When faced with this problem, the straightforward approach would be to directly modify the matrix during each updateSubrectangle call - iterating through all cells in the specified rectangle and updating their values. However, this could be expensive if we have large rectangles to update.

The key insight is to think about what we actually need. We don't necessarily need to modify the matrix immediately - we only need to return the correct value when getValue is called. This leads us to consider a lazy evaluation strategy.

Instead of performing the actual updates, we can simply record what updates were requested. Think of it like keeping a log of changes rather than applying them immediately. When someone asks for a value at a specific position, we can then check our log to determine what the current value should be.

The crucial observation is that if multiple updates overlap at a certain cell, only the most recent update matters. For example, if cell (2, 3) is first updated to 5, then later updated to 10 as part of different rectangle updates, the value should be 10. This is why we traverse the operations list in reverse order - we want to find the most recent update that affects our target cell.

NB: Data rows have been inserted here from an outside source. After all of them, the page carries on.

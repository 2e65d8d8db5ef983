//! 工具箱：工具 trait 与注册表、带超时与审计日志的执行器、说明书检索工具

pub mod executor;
pub mod read_instructions;
pub mod registry;
pub mod schema;

pub use executor::ToolExecutor;
pub use read_instructions::{format_matches, ReadInstructionsTool, NO_MATCH, READ_INSTRUCTIONS, TOP_K};
pub use registry::{Tool, ToolRegistry};
pub use schema::tool_call_schema_json;
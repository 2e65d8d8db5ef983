//! 评论领域：输入与分类结果、分类器、路由、回复策略

pub mod classifier;
pub mod router;
pub mod strategy;
pub mod types;

pub use classifier::{parse_assessment, Classifier, LlmClassifier, StubClassifier};
pub use router::{route, StrategyId};
pub use strategy::{
    default_reply, positive_reply, NegativeReplyStrategy, DEFAULT_REPLY, POSITIVE_REPLY,
    REASSURANCE_REPLY,
};
pub use types::{Emotion, Quality, ReviewAssessment, ReviewInput};
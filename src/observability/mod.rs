//! 可观测性：tracing 订阅器初始化

use tracing_subscriber::{fmt, prelude::*, EnvFilter};

/// 默认 info，可通过 RUST_LOG 覆盖；日志写到 stderr，stdout 只留给回复
pub fn init() {
    let filter = EnvFilter::try_from_default_env().unwrap_or_else(|_| EnvFilter::new("info"));
    let _ = tracing_subscriber::registry()
        .with(filter)
        .with(fmt::layer().with_writer(std::io::stderr))
        .try_init();
}
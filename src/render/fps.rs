//! Frame-rate overlay with caller-held state.

use super::{Canvas, Color, Point};
use std::time::Instant;

/// Frames averaged per rate update.
const DEFAULT_WINDOW: u32 = 10;

/// Frame-rate estimate updated once every `window` frames.
///
/// The caller owns the counter and passes the current instant to
/// [`FpsCounter::tick`] once per frame.
#[derive(Clone, Debug)]
pub struct FpsCounter {
    window: u32,
    frames: u32,
    since: Option<Instant>,
    fps: f32,
}

impl Default for FpsCounter {
    fn default() -> Self {
        Self::new(DEFAULT_WINDOW)
    }
}

impl FpsCounter {
    /// Creates a counter averaging over `window` frames (at least one).
    pub fn new(window: u32) -> Self {
        Self {
            window: window.max(1),
            frames: 0,
            since: None,
            fps: 0.0,
        }
    }

    /// Records a frame shown at `now` and returns the current estimate.
    ///
    /// The first tick only starts the clock; the estimate stays `0` until a
    /// full window has elapsed.
    pub fn tick(&mut self, now: Instant) -> f32 {
        let Some(since) = self.since else {
            self.since = Some(now);
            return self.fps;
        };
        self.frames += 1;
        if self.frames >= self.window {
            let secs = now.saturating_duration_since(since).as_secs_f32();
            if secs > 0.0 {
                self.fps = self.frames as f32 / secs;
            }
            self.frames = 0;
            self.since = Some(now);
        }
        self.fps
    }

    /// Returns the latest estimate in frames per second.
    pub fn fps(&self) -> f32 {
        self.fps
    }

    /// Returns the overlay text, e.g. `FPS: 29.97`.
    pub fn label(&self) -> String {
        format!("FPS: {:.2}", self.fps)
    }
}

/// Writes the counter's label in the top-left corner of `canvas`.
pub fn draw_fps<C: Canvas + ?Sized>(canvas: &mut C, counter: &FpsCounter) {
    canvas.draw_text(Point::new(10, 25), &counter.label(), Color::CYAN);
}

This approach trades space for time efficiency in certain scenarios:

  • If we have many updates but few queries, we save time by not actually modifying potentially thousands of cells
  • If a large rectangle is updated multiple times, we avoid redundant work
  • Each updateSubrectangle becomes an O(1) operation instead of O((row2-row1+1) * (col2-col1+1))

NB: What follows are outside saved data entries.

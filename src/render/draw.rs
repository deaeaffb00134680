//! Geometry of the interest point overlays.

use super::{laplacian_color, palette_color, Canvas, Color, Fill, Point};
use crate::ipoint::{Correspondence, Ipoint, Orientation};
use crate::util::f_round;
use crate::util::math::rotate;

/// Scale circle and orientation line radius, in units of the feature scale.
const SCALE_RADIUS: f32 = 2.5;
/// Half-width of the descriptor window, in units of the feature scale.
const WINDOW_HALF_WIDTH: f32 = 10.0;
/// Radius of the cluster-colored dot.
const CLUSTER_DOT_RADIUS: i32 = 3;
/// Stroke of the descriptor window box.
const WINDOW_THICKNESS: u32 = 2;
/// Stroke of the ring around a cluster-colored dot.
const CLUSTER_RING_THICKNESS: u32 = 2;

/// Options for [`draw_ipoint`].
#[derive(Clone, Copy, Debug, Default, PartialEq)]
pub struct IpointStyle {
    /// Multiplier for the motion tail; `0` draws no tail.
    pub tail_length: u32,
}

fn location(ipt: &Ipoint) -> Point {
    Point::new(f_round(ipt.x()), f_round(ipt.y()))
}

fn upright_dot<C: Canvas + ?Sized>(canvas: &mut C, at: Point) {
    canvas.draw_circle(at, 1, Color::GREEN, Fill::Solid);
}

/// Draws orientation, scale circle and optional motion tail of one point.
///
/// Oriented points get a green line of length `2.5 * scale` along their angle;
/// upright points get a green dot. The scale circle is colored by the
/// Laplacian class.
pub fn draw_ipoint<C: Canvas + ?Sized>(canvas: &mut C, ipt: &Ipoint, style: IpointStyle) {
    let s = SCALE_RADIUS * ipt.scale();
    let center = location(ipt);

    match ipt.orientation() {
        Orientation::Computed(o) => {
            let (sin, cos) = o.sin_cos();
            let (cx, cy) = (center.x as f32, center.y as f32);
            let tip = Point::new(f_round(cx + s * cos), f_round(cy + s * sin));
            canvas.draw_line(center, tip, Color::GREEN, 1);
        }
        Orientation::NotComputed => upright_dot(canvas, center),
    }

    canvas.draw_circle(
        center,
        f_round(s),
        laplacian_color(ipt.laplacian()),
        Fill::Outline(1),
    );

    if style.tail_length != 0 {
        let tail = style.tail_length as f32;
        let (dx, dy) = ipt.motion();
        let end = Point::new(f_round(ipt.x() + dx * tail), f_round(ipt.y() + dy * tail));
        canvas.draw_line(center, end, Color::WHITE, 1);
    }
}

/// Draws every point with [`draw_ipoint`].
pub fn draw_ipoints<C: Canvas + ?Sized>(canvas: &mut C, ipts: &[Ipoint], style: IpointStyle) {
    for ipt in ipts {
        draw_ipoint(canvas, ipt, style);
    }
}

/// Draws a cluster-colored dot with a ring in the next palette color.
pub fn draw_point<C: Canvas + ?Sized>(canvas: &mut C, ipt: &Ipoint) {
    let center = location(ipt);
    let slot = ipt.cluster_index() % super::PALETTE.len();
    canvas.draw_circle(
        center,
        CLUSTER_DOT_RADIUS,
        palette_color(slot),
        Fill::Solid,
    );
    canvas.draw_circle(
        center,
        CLUSTER_DOT_RADIUS + 1,
        palette_color(slot + 1),
        Fill::Outline(CLUSTER_RING_THICKNESS),
    );
}

/// Draws [`draw_point`] for every point.
pub fn draw_points<C: Canvas + ?Sized>(canvas: &mut C, ipts: &[Ipoint]) {
    for ipt in ipts {
        draw_point(canvas, ipt);
    }
}

/// Draws the rotated descriptor window of one point.
///
/// The window is a square of half-width `10 * scale` centered on the rounded
/// location and rotated by the orientation (upright points use angle zero).
pub fn draw_window<C: Canvas + ?Sized>(canvas: &mut C, ipt: &Ipoint) {
    let s = WINDOW_HALF_WIDTH * ipt.scale();
    let center = location(ipt);
    let (cx, cy) = (center.x as f32, center.y as f32);
    let (sin, cos) = ipt.orientation().radians().sin_cos();

    let corners = [(s, -s), (-s, -s), (-s, s), (s, s)].map(|(u, v)| {
        let (rx, ry) = rotate(u, v, sin, cos);
        Point::new(f_round(rx + cx), f_round(ry + cy))
    });

    match ipt.orientation() {
        Orientation::Computed(_) => {
            let tip = Point::new(f_round(s * cos + cx), f_round(s * sin + cy));
            canvas.draw_line(center, tip, Color::GREEN, 1);
        }
        Orientation::NotComputed => upright_dot(canvas, center),
    }

    for (&from, &to) in corners.iter().zip(corners.iter().cycle().skip(1)) {
        canvas.draw_line(from, to, Color::BLUE, WINDOW_THICKNESS);
    }
}

/// Draws [`draw_window`] for every point.
pub fn draw_windows<C: Canvas + ?Sized>(canvas: &mut C, ipts: &[Ipoint]) {
    for ipt in ipts {
        draw_window(canvas, ipt);
    }
}

/// Draws one match across two side-by-side canvases.
///
/// Both points get a cluster dot. Each canvas also gets a white line to the
/// partner point, shifted by `first_width` (the width of the first image) as
/// if the second image sat to the right of the first.
pub fn draw_correspondence<A, B>(
    first: &mut A,
    second: &mut B,
    pair: &Correspondence,
    first_width: i32,
) where
    A: Canvas + ?Sized,
    B: Canvas + ?Sized,
{
    draw_point(first, &pair.first);
    draw_point(second, &pair.second);

    let a = location(&pair.first);
    let b = location(&pair.second);
    // Coordinates saturate; f_round already clamps far-off features to i32.
    first.draw_line(
        a,
        Point::new(b.x.saturating_add(first_width), b.y),
        Color::WHITE,
        1,
    );
    second.draw_line(
        Point::new(a.x.saturating_sub(first_width), a.y),
        b,
        Color::WHITE,
        1,
    );
}

/// Draws [`draw_correspondence`] for every match.
pub fn draw_matches<A, B>(first: &mut A, second: &mut B, pairs: &[Correspondence], first_width: i32)
where
    A: Canvas + ?Sized,
    B: Canvas + ?Sized,
{
    for pair in pairs {
        draw_correspondence(first, second, pair, first_width);
    }
}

The trade-off is that getValue becomes O(k) where k is the number of updates, but in many practical scenarios, this is acceptable, especially when updates are frequent and queries are relatively sparse.

Solution Approach

The implementation uses a lazy evaluation pattern with an operations log to efficiently handle rectangle updates.

Data Structures:

  • self.g: Stores the original rectangle matrix passed in the constructor
  • self.ops: A list that stores tuples representing each update operation in the format (row1, col1, row2, col2, newValue)

Constructor Implementation:

def __init__(self, rectangle: List[List[int]]):
    self.g = rectangle
    self.ops = []

Simply stores the original matrix and initializes an empty operations list.

Update Operation:

def updateSubrectangle(self, row1: int, col1: int, row2: int, col2: int, newValue: int) -> None:
    self.ops.append((row1, col1, row2, col2, newValue))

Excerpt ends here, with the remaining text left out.